===== Working data
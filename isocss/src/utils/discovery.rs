// isocss/src/utils/discovery.rs
//! Finding the stylesheets to process.

use log::{debug, warn};
use regex::Regex;
use std::collections::BTreeSet;
use std::path::{Path, PathBuf};
use walkdir::WalkDir;

use super::paths::ISOLATED_MARKER;

/// Decides which files are eligible for isolation.
#[derive(Debug, Clone)]
pub struct FileFilter {
    extensions: Vec<String>,
    ignore: Option<Regex>,
}

/// Why a file with a matching extension was not selected.
#[derive(Debug, Clone, Copy, PartialEq, Eq)]
pub enum Rejection {
    WrongExtension,
    Ignored,
    IsolatedOutput,
}

impl FileFilter {
    pub fn new(extensions: Vec<String>, ignore: Option<Regex>) -> Self {
        Self { extensions, ignore }
    }

    /// The longest configured extension `path` ends with.
    pub fn extension_of(&self, path: &Path) -> Option<&str> {
        let name = path.file_name()?.to_str()?;
        self.extensions
            .iter()
            .filter(|ext| name.len() > ext.len() && name.ends_with(ext.as_str()))
            .max_by_key(|ext| ext.len())
            .map(String::as_str)
    }

    /// Checks a file given relative to the working directory.
    pub fn check(&self, relative: &Path) -> Result<&str, Rejection> {
        let ext = self.extension_of(relative).ok_or(Rejection::WrongExtension)?;
        if let Some(ignore) = &self.ignore {
            if ignore.is_match(&relative.to_string_lossy()) {
                return Err(Rejection::Ignored);
            }
        }
        let name = relative.file_name().map(|n| n.to_string_lossy()).unwrap_or_default();
        if name.ends_with(&format!("{}{}", ISOLATED_MARKER, ext)) {
            return Err(Rejection::IsolatedOutput);
        }
        Ok(ext)
    }
}

/// A file selected for processing, relative to the working directory.
#[derive(Debug, Clone, PartialEq, Eq, PartialOrd, Ord)]
pub struct Candidate {
    pub relative: PathBuf,
    pub extension: String,
}

#[derive(Debug, Default)]
pub struct Discovery {
    pub files: Vec<Candidate>,
    /// Files with a matching extension that were ignored or are isolated outputs.
    pub skipped: usize,
}

/// Expands the (working-directory-relative) inputs into the set of files to process.
///
/// Directories are walked recursively; a file reached twice is listed once.
pub fn discover(cwd: &Path, inputs: &[PathBuf], filter: &FileFilter) -> Discovery {
    let mut seen = BTreeSet::new();
    let mut discovery = Discovery::default();

    for input in inputs {
        let root = cwd.join(input);
        for entry in WalkDir::new(&root).follow_links(false).sort_by_file_name() {
            let entry = match entry {
                Ok(entry) => entry,
                Err(e) => {
                    warn!("Skipping unreadable entry under {}: {}", root.display(), e);
                    continue;
                }
            };
            if !entry.file_type().is_file() {
                continue;
            }
            let Ok(relative) = entry.path().strip_prefix(cwd) else {
                continue;
            };
            if !seen.insert(relative.to_path_buf()) {
                continue;
            }
            match filter.check(relative) {
                Ok(ext) => discovery.files.push(Candidate {
                    relative: relative.to_path_buf(),
                    extension: ext.to_string(),
                }),
                Err(Rejection::WrongExtension) => {}
                Err(reason) => {
                    debug!("Skipping {} ({:?})", relative.display(), reason);
                    discovery.skipped += 1;
                }
            }
        }
    }
    discovery
}

#[cfg(test)]
mod tests {
    use super::*;
    use std::fs;
    use tempfile::tempdir;

    fn css_filter(ignore: Option<&str>) -> FileFilter {
        FileFilter::new(vec![".css".to_string()], ignore.map(|p| Regex::new(p).unwrap()))
    }

    #[test]
    fn check_applies_extension_ignore_and_output_rules() {
        let filter = css_filter(Some("vendor/"));
        assert_eq!(filter.check(Path::new("src/a.css")), Ok(".css"));
        assert_eq!(filter.check(Path::new("src/a.scss")), Err(Rejection::WrongExtension));
        assert_eq!(filter.check(Path::new("vendor/b.css")), Err(Rejection::Ignored));
        assert_eq!(filter.check(Path::new("src/a.iso.css")), Err(Rejection::IsolatedOutput));
        assert_eq!(filter.check(Path::new(".css")), Err(Rejection::WrongExtension));
    }

    #[test]
    fn longest_extension_wins() {
        let filter = FileFilter::new(vec![".css".into(), ".module.css".into()], None);
        assert_eq!(filter.extension_of(Path::new("x.module.css")), Some(".module.css"));
        assert_eq!(filter.extension_of(Path::new("x.css")), Some(".css"));
    }

    #[test]
    fn walks_directories_once_per_file() {
        let dir = tempdir().unwrap();
        let root = dir.path();
        fs::create_dir_all(root.join("src/nested")).unwrap();
        fs::write(root.join("src/a.css"), "a{}").unwrap();
        fs::write(root.join("src/nested/b.css"), "b{}").unwrap();
        fs::write(root.join("src/nested/b.iso.css"), "b{}").unwrap();
        fs::write(root.join("src/readme.md"), "#").unwrap();

        let inputs = vec![PathBuf::from("src"), PathBuf::from("src/a.css")];
        let found = discover(root, &inputs, &css_filter(None));
        let files: Vec<_> = found.files.iter().map(|c| c.relative.clone()).collect();
        assert_eq!(files, vec![PathBuf::from("src/a.css"), PathBuf::from("src/nested/b.css")]);
        assert_eq!(found.skipped, 1);
    }
}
==========
From the records above, copy each line that contains the word "PathBuf".

use std::path::{Path, PathBuf};
    pub relative: PathBuf,
pub fn discover(cwd: &Path, inputs: &[PathBuf], filter: &FileFilter) -> Discovery {
        let inputs = vec![PathBuf::from("src"), PathBuf::from("src/a.css")];
        assert_eq!(files, vec![PathBuf::from("src/a.css"), PathBuf::from("src/nested/b.css")]);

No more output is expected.